## Your objective
For this exercise, transcribe all the records below exactly.

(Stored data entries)
----

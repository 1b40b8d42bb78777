//! Persistent translation cache (tier 2), backed by SQLite.
//!
//! Lookups sit on the translation hot path, so every operation degrades to
//! a cache miss on error instead of failing the caller. The connection is
//! shared behind a mutex; critical sections are sub-millisecond.

use anyhow::Result;
use rusqlite::{params, Connection};
use std::path::Path;
use std::sync::Mutex;
use std::time::Duration;

pub struct CacheStore {
    conn: Mutex<Connection>,
}

impl CacheStore {
    pub fn open(db_path: &Path) -> Result<Self> {
        let conn = Connection::open(db_path)?;
        conn.busy_timeout(Duration::from_secs(5))?;
        conn.execute(
            "CREATE TABLE IF NOT EXISTS cache (
                id INTEGER PRIMARY KEY,
                source_text TEXT NOT NULL,
                source_lang TEXT NOT NULL,
                target_lang TEXT NOT NULL,
                translated_text TEXT NOT NULL,
                created_at DATETIME DEFAULT CURRENT_TIMESTAMP,
                UNIQUE(source_text, source_lang, target_lang)
            )",
            [],
        )?;
        Ok(Self {
            conn: Mutex::new(conn),
        })
    }

    /// Get a cached translation if it exists. Errors degrade to a miss.
    pub fn get(&self, text: &str, src: &str, tgt: &str) -> Option<String> {
        let conn = self.conn.lock().unwrap();
        let result = conn.query_row(
            "SELECT translated_text FROM cache
             WHERE source_text = ?1 AND source_lang = ?2 AND target_lang = ?3",
            params![text, src, tgt],
            |row| row.get::<_, String>(0),
        );
        match result {
            Ok(translated) => Some(translated),
            Err(rusqlite::Error::QueryReturnedNoRows) => None,
            Err(e) => {
                log::warn!("cache lookup failed: {}", e);
                None
            }
        }
    }

    /// Cache a translation. Identical keys overwrite; errors are logged and
    /// swallowed so the translation path never blocks on the store.
    pub fn put(&self, text: &str, translated: &str, src: &str, tgt: &str) {
        let conn = self.conn.lock().unwrap();
        let result = conn.execute(
            "INSERT OR REPLACE INTO cache
             (source_text, source_lang, target_lang, translated_text)
             VALUES (?1, ?2, ?3, ?4)",
            params![text, src, tgt, translated],
        );
        if let Err(e) = result {
            log::warn!("cache insert failed: {}", e);
        }
    }

    pub fn len(&self) -> usize {
        let conn = self.conn.lock().unwrap();
        conn.query_row("SELECT COUNT(*) FROM cache", [], |row| row.get::<_, usize>(0))
            .unwrap_or(0)
    }

    pub fn is_empty(&self) -> bool {
        self.len() == 0
    }

    pub fn clear(&self) {
        let conn = self.conn.lock().unwrap();
        if let Err(e) = conn.execute("DELETE FROM cache", []) {
            log::warn!("cache clear failed: {}", e);
        }
    }
}
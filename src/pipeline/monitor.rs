//! Throttled performance snapshots for the UI.

use std::sync::Mutex;
use std::time::{Duration, Instant};

/// Minimum interval between emitted snapshots
const EMIT_INTERVAL: Duration = Duration::from_secs(1);

/// Display thresholds, not correctness constraints
const EXCELLENT_MS: f64 = 300.0;
const GOOD_MS: f64 = 800.0;

#[derive(Clone, Debug, Default)]
pub struct PerfSnapshot {
    pub recognition_queue: usize,
    pub translation_queue: usize,
    /// Mean over the last 20 recorded processing durations
    pub avg_processing_ms: f64,
    pub dropped_segments: u64,
}

impl PerfSnapshot {
    /// Classification band for display purposes.
    pub fn band(&self) -> &'static str {
        if self.avg_processing_ms < EXCELLENT_MS {
            "excellent"
        } else if self.avg_processing_ms < GOOD_MS {
            "good"
        } else {
            "slow"
        }
    }
}

pub struct PerformanceMonitor {
    last_emit: Mutex<Instant>,
}

impl Default for PerformanceMonitor {
    fn default() -> Self {
        Self::new()
    }
}

impl PerformanceMonitor {
    pub fn new() -> Self {
        Self {
            // Backdated so the first snapshot emits immediately
            last_emit: Mutex::new(
                Instant::now()
                    .checked_sub(EMIT_INTERVAL)
                    .unwrap_or_else(Instant::now),
            ),
        }
    }

    /// True at most once per second, by wall-clock comparison against the
    /// last emission.
    pub fn should_emit(&self) -> bool {
        let mut last = self.last_emit.lock().unwrap();
        if last.elapsed() >= EMIT_INTERVAL {
            *last = Instant::now();
            true
        } else {
            false
        }
    }
}

#[cfg(test)]
mod tests {
    use super::*;

    #[test]
    fn bands_match_thresholds() {
        let snapshot = |ms: f64| PerfSnapshot {
            avg_processing_ms: ms,
            ..Default::default()
        };
        assert_eq!(snapshot(0.0).band(), "excellent");
        assert_eq!(snapshot(299.9).band(), "excellent");
        assert_eq!(snapshot(300.0).band(), "good");
        assert_eq!(snapshot(799.9).band(), "good");
        assert_eq!(snapshot(800.0).band(), "slow");
        assert_eq!(snapshot(5000.0).band(), "slow");
    }

    #[test]
    fn emission_is_throttled() {
        let monitor = PerformanceMonitor::new();
        assert!(monitor.should_emit());
        // Immediately after emitting, the window is closed
        assert!(!monitor.should_emit());
        assert!(!monitor.should_emit());
    }
}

----

## Answer to the exercise
repository 1b40b8d42bb78777
//! Persistent translation cache (tier 2), backed by SQLite.
//!
//! Lookups sit on the translation hot path, so every operation degrades to
//! a cache miss on error instead of failing the caller. The connection is
//! shared behind a mutex; critical sections are sub-millisecond.

use anyhow::Result;
use rusqlite::{params, Connection};
use std::path::Path;
use std::sync::Mutex;
use std::time::Duration;

pub struct CacheStore {
    conn: Mutex<Connection>,
}

impl CacheStore {
    pub fn open(db_path: &Path) -> Result<Self> {
        let conn = Connection::open(db_path)?;
        conn.busy_timeout(Duration::from_secs(5))?;
        conn.execute(
            "CREATE TABLE IF NOT EXISTS cache (
                id INTEGER PRIMARY KEY,
                source_text TEXT NOT NULL,
                source_lang TEXT NOT NULL,
                target_lang TEXT NOT NULL,
                translated_text TEXT NOT NULL,
                created_at DATETIME DEFAULT CURRENT_TIMESTAMP,
                UNIQUE(source_text, source_lang, target_lang)
            )",
            [],
        )?;
        Ok(Self {
            conn: Mutex::new(conn),
        })
    }

    /// Get a cached translation if it exists. Errors degrade to a miss.
    pub fn get(&self, text: &str, src: &str, tgt: &str) -> Option<String> {
        let conn = self.conn.lock().unwrap();
        let result = conn.query_row(
            "SELECT translated_text FROM cache
             WHERE source_text = ?1 AND source_lang = ?2 AND target_lang = ?3",
            params![text, src, tgt],
            |row| row.get::<_, String>(0),
        );
        match result {
            Ok(translated) => Some(translated),
            Err(rusqlite::Error::QueryReturnedNoRows) => None,
            Err(e) => {
                log::warn!("cache lookup failed: {}", e);
                None
            }
        }
    }

    /// Cache a translation. Identical keys overwrite; errors are logged and
    /// swallowed so the translation path never blocks on the store.
    pub fn put(&self, text: &str, translated: &str, src: &str, tgt: &str) {
        let conn = self.conn.lock().unwrap();
        let result = conn.execute(
            "INSERT OR REPLACE INTO cache
             (source_text, source_lang, target_lang, translated_text)
             VALUES (?1, ?2, ?3, ?4)",
            params![text, src, tgt, translated],
        );
        if let Err(e) = result {
            log::warn!("cache insert failed: {}", e);
        }
    }

    pub fn len(&self) -> usize {
        let conn = self.conn.lock().unwrap();
        conn.query_row("SELECT COUNT(*) FROM cache", [], |row| row.get::<_, usize>(0))
            .unwrap_or(0)
    }

    pub fn is_empty(&self) -> bool {
        self.len() == 0
    }

    pub fn clear(&self) {
        let conn = self.conn.lock().unwrap();
        if let Err(e) = conn.execute("DELETE FROM cache", []) {
            log::warn!("cache clear failed: {}", e);
        }
    }
}
filename src/pipeline/monitor.rs
//! Throttled performance snapshots for the UI.

use std::sync::Mutex;
use std::time::{Duration, Instant};

/// Minimum interval between emitted snapshots
const EMIT_INTERVAL: Duration = Duration::from_secs(1);

/// Display thresholds, not correctness constraints
const EXCELLENT_MS: f64 = 300.0;
const GOOD_MS: f64 = 800.0;

#[derive(Clone, Debug, Default)]
pub struct PerfSnapshot {
    pub recognition_queue: usize,
    pub translation_queue: usize,
    /// Mean over the last 20 recorded processing durations
    pub avg_processing_ms: f64,
    pub dropped_segments: u64,
}

impl PerfSnapshot {
    /// Classification band for display purposes.
    pub fn band(&self) -> &'static str {
        if self.avg_processing_ms < EXCELLENT_MS {
            "excellent"
        } else if self.avg_processing_ms < GOOD_MS {
            "good"
        } else {
            "slow"
        }
    }
}

pub struct PerformanceMonitor {
    last_emit: Mutex<Instant>,
}

impl Default for PerformanceMonitor {
    fn default() -> Self {
        Self::new()
    }
}

impl PerformanceMonitor {
    pub fn new() -> Self {
        Self {
            // Backdated so the first snapshot emits immediately
            last_emit: Mutex::new(
                Instant::now()
                    .checked_sub(EMIT_INTERVAL)
                    .unwrap_or_else(Instant::now),
            ),
        }
    }

    /// True at most once per second, by wall-clock comparison against the
    /// last emission.
    pub fn should_emit(&self) -> bool {
        let mut last = self.last_emit.lock().unwrap();
        if last.elapsed() >= EMIT_INTERVAL {
            *last = Instant::now();
            true
        } else {
            false
        }
    }
}

#[cfg(test)]
mod tests {
    use super::*;

    #[test]
    fn bands_match_thresholds() {
        let snapshot = |ms: f64| PerfSnapshot {
            avg_processing_ms: ms,
            ..Default::default()
        };
        assert_eq!(snapshot(0.0).band(), "excellent");
        assert_eq!(snapshot(299.9).band(), "excellent");
        assert_eq!(snapshot(300.0).band(), "good");
        assert_eq!(snapshot(799.9).band(), "good");
        assert_eq!(snapshot(800.0).band(), "slow");
        assert_eq!(snapshot(5000.0).band(), "slow");
    }

    #[test]
    fn emission_is_throttled() {
        let monitor = PerformanceMonitor::new();
        assert!(monitor.should_emit());
        // Immediately after emitting, the window is closed
        assert!(!monitor.should_emit());
        assert!(!monitor.should_emit());
    }
}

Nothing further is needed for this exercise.